York U student's body pulled from Lake Ontario
May 31, 2009 09:33 AM
Adrian Morrow
Jesse McLean
Staff Reporters
Police have recovered the body of a York University student who vanished more than two weeks ago, in Lake Ontario close to where he was last seen.
Around 4 p.m. yesterday, a passer-by who spotted the corpse called officers to a bridge at Ontario Place near Lakeshore Blvd. and Exhibition Stadium, police said.
They have identified the body as that of 19-year-old Shane Fair.
Fair was last seen at Ontario Place's Atlantis Pavilion in the early morning hours of May 16. He had been attending an end-of-the-year party with classmates, but didn't board the bus back to campus.
There were no confirmed sightings of him after that.
Police don't know how Fair died, or how he ended up in the water.
"That's still a matter of open investigation," said Det. Scott Purches. "We don't have anything conclusive."
The body has been taken to the morgue for autopsy.
Police said Fair's body had been in the water for about two weeks.
"In colder, deeper water, (bodies) usually take a month or so to come up. This was pretty quick," said marine unit Sgt. Dave Harlock.
Once dead, a body will typically sink straight down, he said. Gases build up in the body over time – a process accelerated in warmer water – and it will eventually float to the top.
Divers had searched the area Friday near where Fair was found. However, a recent rainfall had stirred the lake's floor, turning the water into a muddy, opaque soup, Harlock said.
"It was a very slow process ... Visibility at points was only two feet," he said. "What might have happened, some of the boat traffic going through could have stirred up the body. You've got a lot of big yachts going back there."
The area where Fair was discovered was only about 4 1/2 metres deep.
Police had also deployed an underwater robot to probe the bottom of the lake for the missing teen.

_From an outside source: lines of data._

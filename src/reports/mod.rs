//! Read-only reporting over the activity log.

pub mod exporter_csv;
pub mod weekly;

pub use exporter_csv::{export_csv, export_csv_to_file, ExportError};
pub use weekly::{weekly_report, CategoryTotals, WeeklyReport};
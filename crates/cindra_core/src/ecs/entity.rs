//! # Entity Identity
//!
//! Entities are lightweight identifiers consisting of:
//! - An index into the registry's slot tables
//! - A generation counter for detecting stale handles after reuse

use std::fmt;

/// Opaque identifier for an entity.
///
/// The handle is split into two parts:
/// - Lower 32 bits: index into the registry's slot tables
/// - Upper 32 bits: generation counter, bumped when the slot is destroyed
///
/// A handle is valid only while its generation matches the live generation
/// stored at its index, so handles held across a destroy never alias a
/// recycled entity.
#[derive(Clone, Copy, PartialEq, Eq, Hash, PartialOrd, Ord)]
#[repr(transparent)]
pub struct Entity(u64);

impl Entity {
    /// Null/invalid entity handle.
    pub const NULL: Self = Self(u64::MAX);

    /// Creates an entity handle from index and generation.
    #[inline]
    #[must_use]
    pub const fn new(index: u32, generation: u32) -> Self {
        Self(((generation as u64) << 32) | (index as u64))
    }

    /// Returns the index portion of the handle.
    #[inline]
    #[must_use]
    pub const fn index(self) -> u32 {
        self.0 as u32
    }

    /// Returns the generation portion of the handle.
    #[inline]
    #[must_use]
    pub const fn generation(self) -> u32 {
        (self.0 >> 32) as u32
    }

    /// Checks whether this handle is the null sentinel.
    #[inline]
    #[must_use]
    pub const fn is_null(self) -> bool {
        self.0 == u64::MAX
    }

    /// Returns the raw 64-bit representation.
    #[inline]
    #[must_use]
    pub const fn to_bits(self) -> u64 {
        self.0
    }

    /// Reconstructs a handle from its raw 64-bit representation.
    #[inline]
    #[must_use]
    pub const fn from_bits(bits: u64) -> Self {
        Self(bits)
    }
}

impl Default for Entity {
    fn default() -> Self {
        Self::NULL
    }
}

impl fmt::Debug for Entity {
    fn fmt(&self, f: &mut fmt::Formatter<'_>) -> fmt::Result {
        if self.is_null() {
            write!(f, "Entity(null)")
        } else {
            write!(f, "Entity({}v{})", self.index(), self.generation())
        }
    }
}

#[cfg(test)]
mod tests {
    use super::*;

    #[test]
    fn test_entity_roundtrip() {
        let e = Entity::new(12345, 67890);
        assert_eq!(e.index(), 12345);
        assert_eq!(e.generation(), 67890);
        assert_eq!(Entity::from_bits(e.to_bits()), e);
    }

    #[test]
    fn test_null_entity() {
        assert!(Entity::NULL.is_null());
        assert!(!Entity::new(0, 0).is_null());
        assert_eq!(Entity::default(), Entity::NULL);
    }

    #[test]
    fn test_same_index_different_generation() {
        let a = Entity::new(7, 0);
        let b = Entity::new(7, 1);
        assert_ne!(a, b);
        assert_eq!(a.index(), b.index());
    }

    #[test]
    fn test_debug_format() {
        assert_eq!(format!("{:?}", Entity::new(3, 2)), "Entity(3v2)");
        assert_eq!(format!("{:?}", Entity::NULL), "Entity(null)");
    }
}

Friends and family of the young man, a Canadian Forces reservist who hoped to join the military full-time in June, have scoured downtown repeatedly since his disappearance. They believed he might have tried to walk to his mother's house in the Beach.
Purches said Fair's family wanted privacy.
"They were very thankful of the exposure the media brought to the case, but now they just want to be with each other," Purches said.
They had planned another search for Sunday, but called it off late last night, according to a Facebook group website dedicated to the effort to find Fair.
People posted tributes on the site as news of the police's find spread.
"My thoughts and prayers are with Shane's family. He was a funny and talented individual and he will be sadly missed," wrote one.
"Sorry to hear the news, my prayers for the family and friends," wrote another.
The body is the second to be recovered from the lake in less than a week.
On Thursday morning, a police diver found the body of Mason MacPhail, 16, in a channel off Polson Pier in the east end.
The Peterborough boy had gone missing two days earlier after he got into a fight at a concert at the nearby Sound Academy and was ejected from the bar.